TASK OBJECTIVE:
Quote exactly the lines from the start of the entries to the one with "async fn main()", both ends included.

Data records:
Content starts

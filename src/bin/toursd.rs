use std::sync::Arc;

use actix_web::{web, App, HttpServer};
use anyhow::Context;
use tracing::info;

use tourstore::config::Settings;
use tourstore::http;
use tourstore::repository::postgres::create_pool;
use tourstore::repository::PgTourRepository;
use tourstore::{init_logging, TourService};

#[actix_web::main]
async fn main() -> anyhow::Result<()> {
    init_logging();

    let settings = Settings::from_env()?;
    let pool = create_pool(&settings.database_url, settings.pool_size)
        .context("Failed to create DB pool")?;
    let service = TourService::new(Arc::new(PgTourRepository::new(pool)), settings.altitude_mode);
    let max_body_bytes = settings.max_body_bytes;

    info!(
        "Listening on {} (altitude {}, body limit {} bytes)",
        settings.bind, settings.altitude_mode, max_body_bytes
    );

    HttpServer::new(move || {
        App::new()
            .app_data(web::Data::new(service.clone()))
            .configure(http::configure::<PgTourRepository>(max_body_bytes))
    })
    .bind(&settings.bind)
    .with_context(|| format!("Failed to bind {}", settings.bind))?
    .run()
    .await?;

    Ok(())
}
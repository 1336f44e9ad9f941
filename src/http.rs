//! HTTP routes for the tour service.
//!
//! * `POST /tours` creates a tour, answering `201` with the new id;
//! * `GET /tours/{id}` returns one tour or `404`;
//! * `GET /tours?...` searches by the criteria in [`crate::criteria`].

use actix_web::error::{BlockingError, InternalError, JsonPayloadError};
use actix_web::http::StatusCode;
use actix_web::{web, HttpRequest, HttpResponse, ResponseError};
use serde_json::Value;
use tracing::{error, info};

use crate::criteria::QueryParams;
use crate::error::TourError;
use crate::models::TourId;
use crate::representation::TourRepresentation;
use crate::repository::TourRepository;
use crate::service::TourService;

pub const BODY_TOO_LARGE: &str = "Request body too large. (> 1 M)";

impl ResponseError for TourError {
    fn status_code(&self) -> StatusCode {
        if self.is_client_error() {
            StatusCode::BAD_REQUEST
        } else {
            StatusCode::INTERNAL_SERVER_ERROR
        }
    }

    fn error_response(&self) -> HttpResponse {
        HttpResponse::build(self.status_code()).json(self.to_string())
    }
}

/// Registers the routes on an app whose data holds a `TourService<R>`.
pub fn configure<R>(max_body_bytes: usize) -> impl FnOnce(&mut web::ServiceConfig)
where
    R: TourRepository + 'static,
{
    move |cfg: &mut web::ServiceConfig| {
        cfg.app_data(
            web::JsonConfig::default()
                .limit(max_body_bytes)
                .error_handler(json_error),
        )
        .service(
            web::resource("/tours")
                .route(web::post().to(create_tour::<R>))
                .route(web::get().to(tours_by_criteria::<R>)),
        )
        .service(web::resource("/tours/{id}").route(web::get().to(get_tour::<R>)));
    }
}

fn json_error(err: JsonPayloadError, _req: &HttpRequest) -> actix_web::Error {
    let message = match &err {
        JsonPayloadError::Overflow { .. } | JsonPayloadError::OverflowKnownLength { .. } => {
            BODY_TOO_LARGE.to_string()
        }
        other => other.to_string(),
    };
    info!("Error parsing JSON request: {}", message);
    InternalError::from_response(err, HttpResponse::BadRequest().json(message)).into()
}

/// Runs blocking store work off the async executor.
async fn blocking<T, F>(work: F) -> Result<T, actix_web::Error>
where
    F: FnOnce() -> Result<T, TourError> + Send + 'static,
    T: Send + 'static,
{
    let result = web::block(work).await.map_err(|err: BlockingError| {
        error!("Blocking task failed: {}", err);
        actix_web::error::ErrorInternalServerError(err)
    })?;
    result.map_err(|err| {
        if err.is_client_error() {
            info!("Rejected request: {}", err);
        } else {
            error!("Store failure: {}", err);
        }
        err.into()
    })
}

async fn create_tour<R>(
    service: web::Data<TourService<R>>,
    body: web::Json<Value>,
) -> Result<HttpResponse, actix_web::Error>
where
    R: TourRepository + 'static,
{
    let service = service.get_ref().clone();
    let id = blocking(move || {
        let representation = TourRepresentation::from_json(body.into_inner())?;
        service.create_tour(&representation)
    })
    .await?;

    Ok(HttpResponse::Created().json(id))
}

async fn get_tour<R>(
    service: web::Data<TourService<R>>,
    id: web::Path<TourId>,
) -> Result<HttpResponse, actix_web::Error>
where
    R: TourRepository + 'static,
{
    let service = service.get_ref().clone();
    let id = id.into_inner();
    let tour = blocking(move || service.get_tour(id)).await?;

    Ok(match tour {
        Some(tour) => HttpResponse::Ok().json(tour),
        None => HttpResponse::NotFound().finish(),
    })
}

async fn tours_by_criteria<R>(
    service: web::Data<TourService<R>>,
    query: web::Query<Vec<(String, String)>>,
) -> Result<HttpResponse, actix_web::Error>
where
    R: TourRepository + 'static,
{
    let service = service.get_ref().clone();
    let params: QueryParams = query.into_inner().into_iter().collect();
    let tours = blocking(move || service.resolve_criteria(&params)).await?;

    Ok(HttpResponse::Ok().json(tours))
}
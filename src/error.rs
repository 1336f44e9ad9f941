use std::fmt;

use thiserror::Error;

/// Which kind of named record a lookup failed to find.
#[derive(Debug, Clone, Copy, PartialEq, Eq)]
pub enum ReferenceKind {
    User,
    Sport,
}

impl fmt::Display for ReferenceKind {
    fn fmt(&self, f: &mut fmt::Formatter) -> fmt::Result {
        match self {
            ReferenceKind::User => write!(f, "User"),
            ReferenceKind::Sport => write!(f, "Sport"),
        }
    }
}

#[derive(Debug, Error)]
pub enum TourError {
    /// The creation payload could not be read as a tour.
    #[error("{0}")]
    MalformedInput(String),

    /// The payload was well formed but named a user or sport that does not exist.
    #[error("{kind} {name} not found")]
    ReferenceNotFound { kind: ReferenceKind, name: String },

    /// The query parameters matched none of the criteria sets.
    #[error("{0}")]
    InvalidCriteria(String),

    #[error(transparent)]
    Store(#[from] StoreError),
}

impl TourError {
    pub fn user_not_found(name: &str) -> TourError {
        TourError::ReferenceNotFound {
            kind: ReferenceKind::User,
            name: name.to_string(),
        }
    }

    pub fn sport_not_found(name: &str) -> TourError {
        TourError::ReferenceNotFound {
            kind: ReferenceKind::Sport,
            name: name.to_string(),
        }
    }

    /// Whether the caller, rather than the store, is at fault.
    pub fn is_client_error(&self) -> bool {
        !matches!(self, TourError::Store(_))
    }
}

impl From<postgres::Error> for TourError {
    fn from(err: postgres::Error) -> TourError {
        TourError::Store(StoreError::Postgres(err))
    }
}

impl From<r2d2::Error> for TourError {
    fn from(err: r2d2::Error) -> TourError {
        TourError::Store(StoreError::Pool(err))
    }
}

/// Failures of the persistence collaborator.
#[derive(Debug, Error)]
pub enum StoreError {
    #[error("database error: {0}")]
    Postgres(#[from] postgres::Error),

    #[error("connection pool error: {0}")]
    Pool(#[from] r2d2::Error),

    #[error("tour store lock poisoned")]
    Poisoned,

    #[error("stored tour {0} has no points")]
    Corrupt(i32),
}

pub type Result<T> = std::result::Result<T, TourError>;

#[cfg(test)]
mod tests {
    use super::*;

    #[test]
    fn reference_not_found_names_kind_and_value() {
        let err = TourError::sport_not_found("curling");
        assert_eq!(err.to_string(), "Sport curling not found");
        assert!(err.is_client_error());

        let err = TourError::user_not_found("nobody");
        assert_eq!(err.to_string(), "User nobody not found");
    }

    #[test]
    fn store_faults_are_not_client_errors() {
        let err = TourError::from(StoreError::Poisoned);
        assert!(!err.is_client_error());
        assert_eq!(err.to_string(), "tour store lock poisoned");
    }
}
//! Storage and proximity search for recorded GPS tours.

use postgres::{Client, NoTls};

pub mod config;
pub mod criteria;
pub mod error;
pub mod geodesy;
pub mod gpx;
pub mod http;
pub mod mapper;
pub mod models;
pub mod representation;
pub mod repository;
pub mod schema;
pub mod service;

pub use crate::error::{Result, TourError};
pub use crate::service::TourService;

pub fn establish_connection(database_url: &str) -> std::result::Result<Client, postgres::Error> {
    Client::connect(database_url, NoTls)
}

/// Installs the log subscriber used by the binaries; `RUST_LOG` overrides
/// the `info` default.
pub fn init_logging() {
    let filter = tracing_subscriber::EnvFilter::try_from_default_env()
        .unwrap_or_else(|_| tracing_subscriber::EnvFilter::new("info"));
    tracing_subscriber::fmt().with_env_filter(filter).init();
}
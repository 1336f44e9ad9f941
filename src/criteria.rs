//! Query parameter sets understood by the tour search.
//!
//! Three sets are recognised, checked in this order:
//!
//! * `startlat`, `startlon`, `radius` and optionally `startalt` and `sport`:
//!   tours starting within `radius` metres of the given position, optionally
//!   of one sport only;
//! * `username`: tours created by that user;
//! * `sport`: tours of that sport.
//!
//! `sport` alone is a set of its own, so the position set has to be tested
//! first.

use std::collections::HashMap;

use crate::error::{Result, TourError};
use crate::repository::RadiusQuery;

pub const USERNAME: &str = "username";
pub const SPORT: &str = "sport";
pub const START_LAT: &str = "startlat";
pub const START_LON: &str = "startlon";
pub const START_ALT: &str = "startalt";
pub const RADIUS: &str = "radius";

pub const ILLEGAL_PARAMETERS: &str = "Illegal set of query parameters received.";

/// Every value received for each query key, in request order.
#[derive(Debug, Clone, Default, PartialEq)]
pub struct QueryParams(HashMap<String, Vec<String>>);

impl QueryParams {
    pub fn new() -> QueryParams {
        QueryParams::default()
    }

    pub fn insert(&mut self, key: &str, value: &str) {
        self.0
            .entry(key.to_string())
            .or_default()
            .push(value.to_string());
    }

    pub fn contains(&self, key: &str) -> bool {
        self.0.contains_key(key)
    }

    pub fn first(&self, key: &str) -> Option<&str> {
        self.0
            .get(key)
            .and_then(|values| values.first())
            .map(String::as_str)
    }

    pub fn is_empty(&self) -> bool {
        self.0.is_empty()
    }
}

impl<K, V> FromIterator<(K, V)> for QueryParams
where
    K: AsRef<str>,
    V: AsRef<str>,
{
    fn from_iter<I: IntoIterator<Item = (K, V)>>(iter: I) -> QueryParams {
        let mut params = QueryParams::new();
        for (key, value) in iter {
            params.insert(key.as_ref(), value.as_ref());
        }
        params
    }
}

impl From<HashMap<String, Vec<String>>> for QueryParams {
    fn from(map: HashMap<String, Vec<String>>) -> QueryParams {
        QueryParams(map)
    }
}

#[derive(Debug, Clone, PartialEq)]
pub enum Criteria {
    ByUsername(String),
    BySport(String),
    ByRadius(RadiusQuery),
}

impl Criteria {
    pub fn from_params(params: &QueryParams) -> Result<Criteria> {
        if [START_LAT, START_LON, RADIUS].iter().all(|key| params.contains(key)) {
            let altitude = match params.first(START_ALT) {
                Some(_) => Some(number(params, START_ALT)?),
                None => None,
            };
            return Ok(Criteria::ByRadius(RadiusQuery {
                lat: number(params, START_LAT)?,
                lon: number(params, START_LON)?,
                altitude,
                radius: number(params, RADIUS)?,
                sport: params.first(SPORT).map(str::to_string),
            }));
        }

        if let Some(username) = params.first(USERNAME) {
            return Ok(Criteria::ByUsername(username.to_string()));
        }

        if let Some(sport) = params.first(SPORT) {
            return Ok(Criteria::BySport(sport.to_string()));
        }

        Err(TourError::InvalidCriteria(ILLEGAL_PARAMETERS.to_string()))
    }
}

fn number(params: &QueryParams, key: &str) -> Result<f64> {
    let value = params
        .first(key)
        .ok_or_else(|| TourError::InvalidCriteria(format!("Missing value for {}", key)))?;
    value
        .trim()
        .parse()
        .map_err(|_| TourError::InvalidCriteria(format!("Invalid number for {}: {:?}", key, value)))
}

Content ends

RESULT BELOW:
filename src/bin/toursd.rs
use std::sync::Arc;

use actix_web::{web, App, HttpServer};
use anyhow::Context;
use tracing::info;

use tourstore::config::Settings;
use tourstore::http;
use tourstore::repository::postgres::create_pool;
use tourstore::repository::PgTourRepository;
use tourstore::{init_logging, TourService};

#[actix_web::main]
async fn main() -> anyhow::Result<()> {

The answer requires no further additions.